Agency uses Verity's SDK to enable employees and vendors to search PDF catalogs on an intranet without downloading.In previous articles, PDFzone has gone sleuthing for products on behalf of readers who wrote to us to complain that there wasn't enough search capability built into Adobe Acrobat for their tastes. But some readers prefer to do their own detective work, and then tip us off when they've discovered what seems to be an overlooked gem.
That was the case with James Dan Norman, a project manager for the Tennessee Valley Authority, who developed a fondness for Verity Inc. products.
The TVA had created a large digital catalog of materials that could be used at various sites in the organization. Like a jumbo office supplies catalog, the publication had descriptions, part numbers, and other information for just about every material that anyone at the TVA could possibly use.
Norman knew that it would be especially useful to take the catalog and put it on the TVA's intranet, so that suppliers and employees could find what they needed from anywhere. In order to keep the project workable, he broke the catalog into a number of PDFs, essentially creating a digital library of mini-catalogs with products arranged alphabetically.
One feature of Adobe Acrobat that Norman liked was its indexing and hit-to-hit search capability, but he was disappointed that those could only be done on a local drive, not on an intranet.
Publisher builds custom application for searching online PDFs. Click here to read more.
"It was frustrating, because I'd gotten used to these features and they just didn't translate to what I wanted to do with the catalog," he said. "It came down to a decision of either asking users to download all those PDFs, which would have been counterproductive, or finding something that could handle the searches."
He wanted the same look and feel as he had on his desktop when users searched the catalogs online, so he went looking for a product that could deliver the functionality without users having to download every PDF file from the intranet.
Problem Solved
What Norman found was Verity's KeyView, which searches multiple PDFs on a Web site, and as he noted, "also supports byte serving so the results are 'spoon fed' hit by hit to the user."
KeyView is a software developer kit that supports almost 300 file formats in over 90 languages.
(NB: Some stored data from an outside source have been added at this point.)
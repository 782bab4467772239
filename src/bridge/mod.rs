/// Graph replication bridge
///
/// Export path: resolve the connection, materialize one class per label,
/// write every label partition, return an `ExportResult`.
///
/// Import path: resolve the connection, scan every class back into tables,
/// return an `ImportedGraph`.
///
/// `validate` compares an original graph with a reconstructed one.

pub mod connection;
pub mod export;
pub mod graph;
pub mod import;
pub mod schema;
pub mod summary;
pub mod url;
pub mod validate;

pub use connection::{Connection, Credentials, OpenMode};
pub use export::ExportOptions;
pub use graph::Graph;
pub use import::{EdgeOrientation, ImportOptions, ImportedGraph};
pub use schema::SchemaPlan;
pub use summary::{ExportResult, ImportSummary, LabelCounts};
pub use url::{DbUrl, Endpoint};
pub use validate::{validate, DegreeMismatch, EdgeTriple, ValidateOptions, ValidationReport};

use crate::error::BridgeResult;
use crate::server::GraphServer;
use tracing::info;

/// Export a graph to the database at `db_url`
///
/// Type columns are checked against the tables before the server is
/// contacted. The database is created when absent.
///
/// # Returns
/// * `Ok(result)` with per-label counts when every record was written
/// * `Err(..)` on any failure; records already written are not rolled back
pub async fn export_graph(
    server: &dyn GraphServer,
    db_url: &str,
    credentials: &Credentials,
    graph: &Graph,
    vertex_type_column: Option<&str>,
    edge_type_column: Option<&str>,
    options: &ExportOptions,
) -> BridgeResult<ExportResult> {
    let plan = schema::plan(graph, vertex_type_column, edge_type_column, options)?;
    let conn = connection::resolve(server, db_url, credentials, OpenMode::CreateIfMissing).await?;
    schema::apply(&conn, &plan).await?;

    let result = export::export(&conn, &plan, graph, options).await?;
    info!(
        "Export to {} finished: {} vertices, {} edges",
        result.db_uri(),
        result.total_vertices(),
        result.total_edges()
    );
    Ok(result)
}

/// Import every class of the database at `db_url`
pub async fn import_graph(
    server: &dyn GraphServer,
    db_url: &str,
    credentials: &Credentials,
    options: &ImportOptions,
) -> BridgeResult<ImportedGraph> {
    let conn = connection::resolve(server, db_url, credentials, OpenMode::MustExist).await?;
    import::import(&conn, options).await
}
use super::record_id::RecordId;
use serde::{Deserialize, Serialize};
use serde_json::{Map, Value as JsonValue};

/// Edge record as stored by a graph server
///
/// Represents a directed edge with:
/// - Record address (RecordId)
/// - Class (the type label partition it lives in)
/// - Out vertex (source) and in vertex (target), both as record addresses
///   and as vertex keys so a scan never needs a second lookup
/// - Attributes
#[derive(Debug, Clone, Serialize, Deserialize, PartialEq)]
pub struct Edge {
    /// Record address
    pub rid: RecordId,

    /// Remote class name (e.g., "E", "friend")
    pub class: String,

    /// Source vertex address
    pub out_rid: RecordId,

    /// Target vertex address
    pub in_rid: RecordId,

    /// Source vertex key
    pub out_key: String,

    /// Target vertex key
    pub in_key: String,

    /// Attributes stored as a JSON object
    pub properties: Map<String, JsonValue>,
}

impl Edge {
    /// Check if this edge is a self-loop
    pub fn is_self_loop(&self) -> bool {
        self.out_rid == self.in_rid
    }
}

/// Edge payload sent to a server; endpoints are given by vertex key
#[derive(Debug, Clone, Serialize, Deserialize, PartialEq)]
pub struct NewEdge {
    /// Source vertex key
    pub out_key: String,

    /// Target vertex key
    pub in_key: String,

    /// Attributes
    pub properties: Map<String, JsonValue>,
}

impl NewEdge {
    pub fn new(
        out_key: impl Into<String>,
        in_key: impl Into<String>,
        properties: Map<String, JsonValue>,
    ) -> Self {
        Self {
            out_key: out_key.into(),
            in_key: in_key.into(),
            properties,
        }
    }
}
/// Export scenarios against the in-memory server

mod common;

use common::*;
use rust_graph_bridge::bridge::summary::{TOTAL_EXPORTED_EDGES, TOTAL_EXPORTED_VERTICES};
use rust_graph_bridge::{
    export_graph, BridgeError, ClassKind, Credentials, ErrorKind, ExportOptions, GraphServer,
    ServerError,
};

#[tokio::test]
async fn test_default_export() {
    let server = memory_server();
    let graph = clique_graph();
    let url = remote_url(&db_name());

    let result = export_graph(&server, &url, &admin(), &graph, None, None, &ExportOptions::default())
        .await
        .unwrap();

    assert_eq!(result.db_uri(), url);
    assert_eq!(result.vertex_types().len(), 1);
    assert_eq!(result.vertex_types()["V"], 54);
    assert_eq!(result.edge_types().len(), 1);
    assert_eq!(result.edge_types()["E"], 165);
    assert_eq!(result.exported_vertices_summary()[TOTAL_EXPORTED_VERTICES], 54);
    assert_eq!(result.exported_edges_summary()[TOTAL_EXPORTED_EDGES], 165);
}

#[tokio::test]
async fn test_typed_export() {
    let server = memory_server();
    let graph = clique_graph();
    let url = remote_url(&db_name());

    let result = export_graph(
        &server,
        &url,
        &admin(),
        &graph,
        Some("gender"),
        Some("edge_type"),
        &ExportOptions::default(),
    )
    .await
    .unwrap();

    assert_eq!(result.vertex_types()["F"], 26);
    assert_eq!(result.vertex_types()["M"], 28);
    assert_eq!(result.edge_types()["follower"], 85);
    assert_eq!(result.edge_types()["friend"], 80);
    assert_eq!(result.total_vertices(), graph.vertices.count() as u64);
    assert_eq!(result.total_edges(), graph.edges.count() as u64);
}

#[tokio::test]
async fn test_bad_db_url() {
    let server = memory_server();
    let err = export_graph(&server, "bad", &admin(), &clique_graph(), None, None, &ExportOptions::default())
        .await
        .unwrap_err();

    assert_eq!(err.kind(), ErrorKind::Connection);
    assert!(err.to_string().contains("Error on opening database 'bad'"));
}

#[tokio::test]
async fn test_bad_root_password() {
    let server = memory_server();
    let credentials = Credentials::new("admin", "admin", "bad");
    let err = export_graph(
        &server,
        &remote_url(&db_name()),
        &credentials,
        &clique_graph(),
        None,
        None,
        &ExportOptions::default(),
    )
    .await
    .unwrap_err();

    assert_eq!(err.kind(), ErrorKind::RootAuth);
    assert!(err.to_string().contains("Wrong user/password"));
    assert!(server.database_names().is_empty());
}

#[tokio::test]
async fn test_bad_user_name_and_password() {
    let server = memory_server();
    for credentials in [
        Credentials::new("ERR", "admin", ROOT_PASSWORD),
        Credentials::new("admin", "ERR", ROOT_PASSWORD),
    ] {
        let err = export_graph(
            &server,
            &remote_url(&db_name()),
            &credentials,
            &clique_graph(),
            None,
            None,
            &ExportOptions::default(),
        )
        .await
        .unwrap_err();

        assert_eq!(err.kind(), ErrorKind::UserAuth);
        assert!(err.to_string().contains("Unable to open database"));
    }
}

#[tokio::test]
async fn test_bad_type_column_checked_before_connecting() {
    let server = memory_server();
    // the root password is wrong too; the column check must win
    let credentials = Credentials::new("admin", "admin", "bad");
    let err = export_graph(
        &server,
        &remote_url(&db_name()),
        &credentials,
        &clique_graph(),
        Some("ERR"),
        None,
        &ExportOptions::default(),
    )
    .await
    .unwrap_err();

    assert!(matches!(
        err,
        BridgeError::ColumnNotFound {
            side: ClassKind::Vertex,
            ..
        }
    ));
    assert!(err.to_string().contains("Cannot connect to the remote server/database"));
    assert!(server.database_names().is_empty());
}

#[tokio::test]
async fn test_reexport_to_same_database_fails() {
    let server = memory_server();
    let graph = clique_graph();
    let url = remote_url(&db_name());
    let options = ExportOptions::default();

    export_graph(&server, &url, &admin(), &graph, Some("gender"), None, &options)
        .await
        .unwrap();
    let err = export_graph(&server, &url, &admin(), &graph, Some("gender"), None, &options)
        .await
        .unwrap_err();

    assert_eq!(err.kind(), ErrorKind::Remote);
    assert!(matches!(
        err,
        BridgeError::Remote {
            source: ServerError::DuplicateKey(_),
            ..
        }
    ));
}

#[tokio::test]
async fn test_counts_exact_at_any_concurrency() {
    let graph = clique_graph();
    for (batch_size, max_concurrency) in [(1, 1), (7, 2), (1000, 16)] {
        let server = memory_server();
        let name = db_name();
        let url = remote_url(&name);
        let options = ExportOptions {
            batch_size,
            max_concurrency,
            ..ExportOptions::default()
        };

        let result = export_graph(
            &server,
            &url,
            &admin(),
            &graph,
            Some("gender"),
            Some("edge_type"),
            &options,
        )
        .await
        .unwrap();
        assert_eq!(result.vertex_types()["F"], 26);
        assert_eq!(result.vertex_types()["M"], 28);
        assert_eq!(result.edge_types()["follower"], 85);
        assert_eq!(result.edge_types()["friend"], 80);

        let db = server
            .open_database(&name, "admin", "admin")
            .await
            .unwrap();
        assert_eq!(db.count(ClassKind::Vertex, "F").await.unwrap(), 26);
        assert_eq!(db.count(ClassKind::Edge, "friend").await.unwrap(), 80);
    }
}

#[tokio::test]
async fn test_connection_lost_mid_export() {
    let server = memory_server();
    let graph = clique_graph();
    let url = remote_url(&db_name());
    let options = ExportOptions {
        batch_size: 10,
        ..ExportOptions::default()
    };

    // class creation goes through; the connection drops during the vertex phase
    server.disconnect_after_writes(6);
    let err = export_graph(&server, &url, &admin(), &graph, Some("gender"), Some("edge_type"), &options)
        .await
        .unwrap_err();

    assert_eq!(err.kind(), ErrorKind::Connection);
    assert!(err.to_string().contains(&url));
}

#[tokio::test]
async fn test_memory_url() {
    let server = memory_server();
    let graph = clique_graph();

    let result = export_graph(
        &server,
        "memory:scratch",
        &admin(),
        &graph,
        None,
        Some("edge_type"),
        &ExportOptions::default(),
    )
    .await
    .unwrap();
    assert_eq!(result.db_uri(), "memory:scratch");
    assert_eq!(result.vertex_types()["V"], 54);
    assert_eq!(result.edge_types().len(), 2);
}

#[tokio::test]
async fn test_unreachable_host() {
    let server = memory_server();
    let err = export_graph(
        &server,
        "remote:elsewhere:2424/db_x",
        &admin(),
        &clique_graph(),
        None,
        None,
        &ExportOptions::default(),
    )
    .await
    .unwrap_err();
    assert_eq!(err.kind(), ErrorKind::Connection);
    assert!(err.to_string().contains("db_x"));
}
/// Error types for graph server operations

use crate::types::{ClassKind, RecordIdError};
use thiserror::Error;

/// Graph server errors
#[derive(Error, Debug)]
pub enum ServerError {
    /// Root password rejected
    #[error("Wrong user/password")]
    InvalidRootCredentials,

    /// User login rejected
    #[error("Unable to open database '{database}': invalid user or password")]
    InvalidUserCredentials { database: String },

    /// Database does not exist
    #[error("Database not found: {0}")]
    DatabaseNotFound(String),

    /// Database name outside the accepted alphabet
    #[error("Invalid database name: '{0}'")]
    InvalidName(String),

    /// Connection dropped or server shut down
    #[error("Connection closed by server")]
    ConnectionClosed,

    /// Class not found
    #[error("{kind} class not found: {name}")]
    ClassNotFound { kind: ClassKind, name: String },

    /// A vertex with this key already exists
    #[error("Duplicate vertex key: {0}")]
    DuplicateKey(String),

    /// Edge endpoint does not resolve to a stored vertex
    #[error("Vertex not found for key: {0}")]
    VertexNotFound(String),

    /// Class ID space exhausted
    #[error("Too many classes in database {0}")]
    TooManyClasses(String),

    /// Record address error
    #[error("Record id error: {0}")]
    RecordId(#[from] RecordIdError),

    /// Stored data could not be decoded
    #[error("Corrupted record: {0}")]
    Corrupted(String),

    /// Serialization error
    #[error("Serialization error: {0}")]
    Serialization(#[from] serde_json::Error),

    /// RocksDB error
    #[error("RocksDB error: {0}")]
    RocksDb(#[from] rocksdb::Error),

    /// IO error
    #[error("IO error: {0}")]
    Io(#[from] std::io::Error),
}

/// Result type for server operations
pub type ServerResult<T> = Result<T, ServerError>;
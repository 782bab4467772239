/// A graph held as two tables
///
/// `vertices` carries one row per vertex keyed by an id column; `edges`
/// carries one row per directed edge with source and destination id columns.

use crate::table::{Table, TableResult};
use rayon::prelude::*;
use std::collections::HashMap;

#[derive(Debug, Clone, PartialEq)]
pub struct Graph {
    pub vertices: Table,
    pub edges: Table,
}

impl Graph {
    pub fn new(vertices: Table, edges: Table) -> Self {
        Self { vertices, edges }
    }

    /// Total degree per vertex id, treating every edge as undirected
    ///
    /// Every vertex id gets an entry, isolated vertices included. A self-loop
    /// adds two to its vertex. Edge endpoints absent from the vertex table are
    /// counted too, so dangling edges show up as extra ids.
    pub fn degrees(
        &self,
        key_column: &str,
        src_column: &str,
        dst_column: &str,
    ) -> TableResult<HashMap<String, u64>> {
        let key = self.vertices.schema().require(key_column)?;
        let src = self.edges.schema().require(src_column)?;
        let dst = self.edges.schema().require(dst_column)?;

        let mut degrees: HashMap<String, u64> = self
            .vertices
            .rows()
            .iter()
            .map(|row| (row[key].to_string(), 0))
            .collect();

        let edge_degrees = self
            .edges
            .rows()
            .par_iter()
            .fold(HashMap::new, |mut acc: HashMap<String, u64>, row| {
                *acc.entry(row[src].to_string()).or_insert(0) += 1;
                *acc.entry(row[dst].to_string()).or_insert(0) += 1;
                acc
            })
            .reduce(HashMap::new, merge_counts);

        for (id, degree) in edge_degrees {
            *degrees.entry(id).or_insert(0) += degree;
        }
        Ok(degrees)
    }
}

/// Add the counts of `right` into `left`
pub(crate) fn merge_counts<K: std::hash::Hash + Eq>(
    mut left: HashMap<K, u64>,
    right: HashMap<K, u64>,
) -> HashMap<K, u64> {
    for (k, n) in right {
        *left.entry(k).or_insert(0) += n;
    }
    left
}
The kit is designed for exporting, viewing and filtering data and was originally designed to be integrated with enterprise applications through programming languages like Java.
Two other Verity products also have some PDF search capability, according to the company's manager of business development, Brian Di Silvestro. Verity LiquidOffice is a business process management application that can do in-process content and data search, and Verity TeleForm is a document capture program that allows users to make searchable PDFs.
The company felt that adding this capability would help users and developers like Norman, who want more flexibility in how they search PDFs.
"People are tired of downloading PDFs just to be able to look for one or two key items, it takes too much time and trouble, especially if the files are large," said Di Silvestro. "If you have a 500-page manual, and what you want is on page 357, you don't want that whole thing sitting on your hard drive."
Users searching the TVA catalog can browse online through all 12 volumes of the catalog with full text search capability.
"Not only are they able to search, but the program gives the actual volume the text string is in, and opens the PDF to take them to the first hit," said Norman. "So you can navigate from hit to hit just like with a normal PDF search tool, but do it online."
He also praised the tool's speed, noting that because the PDFs are preindexed, it makes fast work of searches.
"Hopefully, Adobe will include some of this functionality into its next version, because I feel like more and more people are going to want this kind of capability," Norman added.